Costruire alternativa dal basso
La compattezza e le ampie ali protettive della governance locale necessitano quindi di far vivere appieno le esperienze politiche e sociali che nascono dal basso dentro i percorsi della libertà e della indipendenza. Nel vivere in questa crisi facciamo appello a tutte le soggettività per affermare che c’è la necessità di costruire reti di lotta alternative a questo stato di cose, che è possibile rompere il classico rapporto tra lotte e sviluppo: quello di cui abbiamo bisogno non è avere più sviluppo, ma averne meno e di diverso tipo.
L’indipendenza quindi non assume solo caratteristiche di alterità al potere, ma diventa un concetto con il quale decliniamo quotidianamente la nostra azione su nuove pratiche di vita, da forme autogestite di produzione di energia e alimenti, alla costruzione collettiva di forme artistiche, culturali e di comunicazione, dalla ridistribuzione della ricchezza alla riappropriazione del reddito.

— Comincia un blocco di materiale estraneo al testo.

//! Swarm creation: input DTOs, validation, and auto-added auxiliary
//! agents (spec.md §4.5 "Creation").

use std::collections::{HashMap, HashSet};

use chrono::Utc;
use serde::Deserialize;
use uuid::Uuid;

use rl_domain::error::{Error, Result};
use rl_store::types::{
    AgentMode, AgentStatus, AutonomousFields, DependsOn, IncludePolicy, Swarm, SwarmAgent,
    SwarmStatus,
};

use crate::dag::{detect_cycle, DagNode};

pub const SYNTHESIS_AGENT_NAME: &str = "synthesis";
pub const SUPERVISOR_AGENT_NAME: &str = "supervisor";
pub const MEMORY_STEWARD_AGENT_NAME: &str = "memory-steward";

/// Fallback used when `git_branch_prefix` is set, `base_branch` is
/// absent, and `working_dir` isn't (or isn't currently) a git checkout —
/// `detect_current_branch` below covers the spec's actual instruction
/// (spec.md §4.5 validation rule 4: "derive base_branch = current branch
/// of working_dir").
const DEFAULT_BASE_BRANCH: &str = "main";

/// `git symbolic-ref --short HEAD` in `working_dir`, or `None` if the
/// directory isn't a git repository, has no commits yet, or `git` isn't
/// on `PATH` — any of which fall back to [`DEFAULT_BASE_BRANCH`].
fn detect_current_branch(working_dir: &str) -> Option<String> {
    let output = std::process::Command::new("git")
        .args(["symbolic-ref", "--short", "HEAD"])
        .current_dir(working_dir)
        .output()
        .ok()?;
    if !output.status.success() {
        return None;
    }
    let branch = String::from_utf8(output.stdout).ok()?;
    let branch = branch.trim();
    if branch.is_empty() {
        None
    } else {
        Some(branch.to_string())
    }
}

#[derive(Debug, Clone, Default, Deserialize)]
#[serde(default)]
pub struct AutonomousSpec {
    pub goal: Option<String>,
    pub capabilities: Vec<String>,
    pub task_types: Vec<String>,
    pub max_tasks: Option<u32>,
    pub max_duration_seconds: Option<u64>,
    pub idle_timeout_seconds: Option<u64>,
}

#[derive(Debug, Clone, Deserialize)]
pub struct DependsOnSpec {
    pub agent_name: String,
    #[serde(default = "default_include_policy")]
    pub include: IncludePolicy,
    #[serde(default)]
    pub condition: Option<String>,
}

fn default_include_policy() -> IncludePolicy {
    IncludePolicy::Summary
}

#[derive(Debug, Clone, Deserialize)]
pub struct AgentSpec {
    pub name: String,
    #[serde(default)]
    pub role: Option<String>,
    #[serde(default = "default_agent_mode")]
    pub mode: AgentMode,
    #[serde(default)]
    pub prompt: Option<String>,
    #[serde(default)]
    pub personality: Option<String>,
    #[serde(default)]
    pub plugins: Vec<String>,
    #[serde(default)]
    pub allowed_tools: Vec<String>,
    #[serde(default)]
    pub thinking_budget: Option<u32>,
    #[serde(default)]
    pub model: Option<String>,
    #[serde(default)]
    pub sandbox_mode: bool,
    #[serde(default)]
    pub depends_on: Vec<DependsOnSpec>,
    #[serde(default)]
    pub autonomous: Option<AutonomousSpec>,
}

fn default_agent_mode() -> AgentMode {
    AgentMode::Assigned
}

#[derive(Debug, Clone, Default, Deserialize)]
#[serde(default)]
pub struct SwarmSpec {
    pub name: String,
    pub description: Option<String>,
    pub parent_session_id: Option<String>,
    pub working_dir: Option<String>,
    pub git_branch_prefix: Option<String>,
    pub base_branch: Option<String>,
    pub auto_synthesize: bool,
    pub synthesis_prompt: Option<String>,
    pub skip_synthesis_on_failure: bool,
    pub auto_supervise: bool,
    pub supervisor_warn_threshold: Option<f64>,
    pub supervisor_cancel_threshold: Option<f64>,
    pub agents: Vec<AgentSpec>,
}

fn has_agent(agents: &[AgentSpec], name: &str) -> bool {
    agents.iter().any(|a| a.name == name)
}

fn supervisor_agent_spec(warn: Option<f64>, cancel: Option<f64>) -> AgentSpec {
    let warn = warn.unwrap_or(0.7);
    let cancel = cancel.unwrap_or(0.95);
    AgentSpec {
        name: SUPERVISOR_AGENT_NAME.to_string(),
        role: Some("watchdog".into()),
        mode: AgentMode::Assigned,
        prompt: Some(format!(
            "Monitor this swarm's progress. Warn if estimated risk exceeds {warn:.2}; \
             recommend cancellation above {cancel:.2}."
        )),
        personality: None,
        plugins: vec![],
        allowed_tools: vec![],
        thinking_budget: None,
        model: None,
        sandbox_mode: false,
        depends_on: vec![],
        autonomous: None,
    }
}

fn synthesis_agent_spec(synthesis_prompt: Option<&str>, predecessor_names: &[String]) -> AgentSpec {
    AgentSpec {
        name: SYNTHESIS_AGENT_NAME.to_string(),
        role: Some("synthesis".into()),
        mode: AgentMode::Assigned,
        prompt: Some(
            synthesis_prompt
                .map(str::to_string)
                .unwrap_or_else(|| "Synthesize the outputs above into one coherent result.".into()),
        ),
        personality: None,
        plugins: vec![],
        allowed_tools: vec![],
        thinking_budget: None,
        model: None,
        sandbox_mode: false,
        depends_on: predecessor_names
            .iter()
            .map(|n| DependsOnSpec {
                agent_name: n.clone(),
                include: IncludePolicy::Full,
                condition: None,
            })
            .collect(),
        autonomous: None,
    }
}

fn memory_steward_agent_spec(predecessor_names: &[String], synthesis_name: Option<&str>) -> AgentSpec {
    AgentSpec {
        name: MEMORY_STEWARD_AGENT_NAME.to_string(),
        role: Some("memory-steward".into()),
        mode: AgentMode::Assigned,
        prompt: Some(
            "Record any durable facts, decisions, and follow-ups from this swarm's run.".into(),
        ),
        personality: None,
        plugins: vec![],
        allowed_tools: vec![],
        thinking_budget: None,
        model: None,
        sandbox_mode: false,
        depends_on: predecessor_names
            .iter()
            .map(|n| DependsOnSpec {
                agent_name: n.clone(),
                include: if Some(n.as_str()) == synthesis_name {
                    IncludePolicy::Full
                } else {
                    IncludePolicy::Summary
                },
                condition: None,
            })
            .collect(),
        autonomous: None,
    }
}

/// Validates a swarm spec and builds the `Swarm`/`SwarmAgent` rows to
/// insert, including auto-added synthesis/supervisor/memory-steward
/// agents (spec.md §4.5 "Creation").
pub fn build_swarm(spec: SwarmSpec) -> Result<(Swarm, Vec<SwarmAgent>)> {
    if spec.name.trim().is_empty() {
        return Err(Error::Config("swarm name must not be empty".into()));
    }
    if spec.agents.is_empty() {
        return Err(Error::Config("swarm must have at least one agent".into()));
    }

    let mut agents = spec.agents;
    let mut seen = HashSet::new();
    for a in &agents {
        if !seen.insert(a.name.clone()) {
            return Err(Error::Config(format!("duplicate agent name '{}'", a.name)));
        }
    }

    if spec.auto_supervise && !has_agent(&agents, SUPERVISOR_AGENT_NAME) {
        agents.push(supervisor_agent_spec(
            spec.supervisor_warn_threshold,
            spec.supervisor_cancel_threshold,
        ));
    }

    let synthesis_name = if spec.auto_synthesize && !has_agent(&agents, SYNTHESIS_AGENT_NAME) {
        let predecessor_names: Vec<String> = agents.iter().map(|a| a.name.clone()).collect();
        agents.push(synthesis_agent_spec(
            spec.synthesis_prompt.as_deref(),
            &predecessor_names,
        ));
        Some(SYNTHESIS_AGENT_NAME.to_string())
    } else if has_agent(&agents, SYNTHESIS_AGENT_NAME) {
        Some(SYNTHESIS_AGENT_NAME.to_string())
    } else {
        None
    };

    if !has_agent(&agents, MEMORY_STEWARD_AGENT_NAME) {
        let predecessor_names: Vec<String> = agents.iter().map(|a| a.name.clone()).collect();
        agents.push(memory_steward_agent_spec(
            &predecessor_names,
            synthesis_name.as_deref(),
        ));
    }

    let names: HashSet<&str> = agents.iter().map(|a| a.name.as_str()).collect();
    for a in &agents {
        for dep in &a.depends_on {
            if !names.contains(dep.agent_name.as_str()) {
                return Err(Error::Config(format!(
                    "agent '{}' depends on unknown agent '{}'",
                    a.name, dep.agent_name
                )));
            }
        }
    }

    let dag_nodes: Vec<DagNode> = agents
        .iter()
        .map(|a| DagNode {
            name: a.name.clone(),
            depends_on: a.depends_on.iter().map(|d| d.agent_name.clone()).collect(),
        })
        .collect();
    if let Some(cycle) = detect_cycle(&dag_nodes) {
        return Err(Error::Config(format!(
            "dependency cycle detected: {}",
            cycle.join(" -> ")
        )));
    }

    let base_branch = if spec.git_branch_prefix.is_some() && spec.base_branch.is_none() {
        Some(
            spec.working_dir
                .as_deref()
                .and_then(detect_current_branch)
                .unwrap_or_else(|| DEFAULT_BASE_BRANCH.to_string()),
        )
    } else {
        spec.base_branch
    };

    let now = Utc::now();
    let swarm_id = Uuid::new_v4().to_string();
    let swarm = Swarm {
        id: swarm_id.clone(),
        name: spec.name,
        description: spec.description,
        parent_session_id: spec.parent_session_id,
        working_dir: spec.working_dir,
        git_branch_prefix: spec.git_branch_prefix,
        base_branch,
        status: SwarmStatus::Pending,
        auto_synthesize: spec.auto_synthesize,
        synthesis_prompt: spec.synthesis_prompt,
        skip_synthesis_on_failure: spec.skip_synthesis_on_failure,
        auto_supervise: spec.auto_supervise,
        supervisor_warn_threshold: spec.supervisor_warn_threshold,
        supervisor_cancel_threshold: spec.supervisor_cancel_threshold,
        synthesis_output: None,
        synthesis_summary: None,
        created_at: now,
        updated_at: now,
    };

    let id_by_name: HashMap<String, String> = agents
        .iter()
        .map(|a| (a.name.clone(), Uuid::new_v4().to_string()))
        .collect();

    let rows = agents
        .into_iter()
        .map(|a| {
            let id = id_by_name[&a.name].clone();
            let is_synthesis_agent = a.name == SYNTHESIS_AGENT_NAME;
            SwarmAgent {
                id,
                swarm_id: swarm_id.clone(),
                name: a.name,
                role: a.role,
                is_synthesis_agent,
                mode: a.mode,
                prompt: a.prompt,
                personality: a.personality,
                plugins: a.plugins,
                allowed_tools: a.allowed_tools,
                thinking_budget: a.thinking_budget,
                model: a.model,
                sandbox_mode: a.sandbox_mode,
                depends_on: a
                    .depends_on
                    .into_iter()
                    .map(|d| DependsOn {
                        agent_id: id_by_name[&d.agent_name].clone(),
                        include: d.include,
                        condition: d.condition,
                    })
                    .collect(),
                status: AgentStatus::Pending,
                output_text: None,
                output_summary: None,
                error_message: None,
                tool_count: 0,
                started_at: None,
                completed_at: None,
                session_id: None,
                autonomous: a
                    .autonomous
                    .map(|au| AutonomousFields {
                        goal: au.goal,
                        capabilities: au.capabilities,
                        task_types: au.task_types,
                        max_tasks: au.max_tasks,
                        max_duration_seconds: au.max_duration_seconds,
                        idle_timeout_seconds: au.idle_timeout_seconds,
                        tasks_completed: 0,
                        tasks_failed: 0,
                        current_task_id: None,
                    })
                    .unwrap_or_default(),
            }
        })
        .collect();

    Ok((swarm, rows))
}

Indipendenza e autonomia dunque come modalità con le quali praticare il comune e non come pensiero per creare nuovi confini blindati o piccole patrie. E attraverso la ricerca di percorsi reali di liberazione dal controllo sociale, dall’omofobia, dal razzismo e dai fascismi, riprendersi nel concreto la parola libertà troppe volte abusata e svilita da partiti e da coloro che ne fanno l’ennesima ideologia.
Il festival di inizio giugno ha la piccola ambizione di far emergere quella nuova narrazione, quel protagonismo non solo generazionale che in quest’ultimo anno abbiamo respirato anche in Trentino. Ha la volontà di mettere al centro dell’attenzione la costruzione politica del comune e condividerla con coloro che lo vogliono attraversare. Un festival che si propone come molte cose insieme: l’espressione di una comunità sociale e politica che non ha mai smesso di sognare un mondo diverso e più giusto, ma anche uno spazio pubblico da poter vivere sia per l’assemblea del lunedì che per le serate di musica e cultura.
Un laboratorio di vera cooperazione per creare delle brecce che diano respiro a un tessuto sociale che rischia di infeltrirsi: la scelta quindi del venerdì di uscire dalle mura del Bruno, per proporre a tutti e tutte una Pink Parade durante la quale ricordare l’importanza degli spazi sociali e costruire una scia di energia e potenza capace di rompere l’apatia trentina. Un linguaggio differente con la volontà di comunicare che per uscire dalla crisi non serve qualche spicciolo dato a pioggia, ma occorre rimettere in discussione l’intera società e i suoi rapporti consolidati di comando.
Per far questo sappiamo già di non bastarci!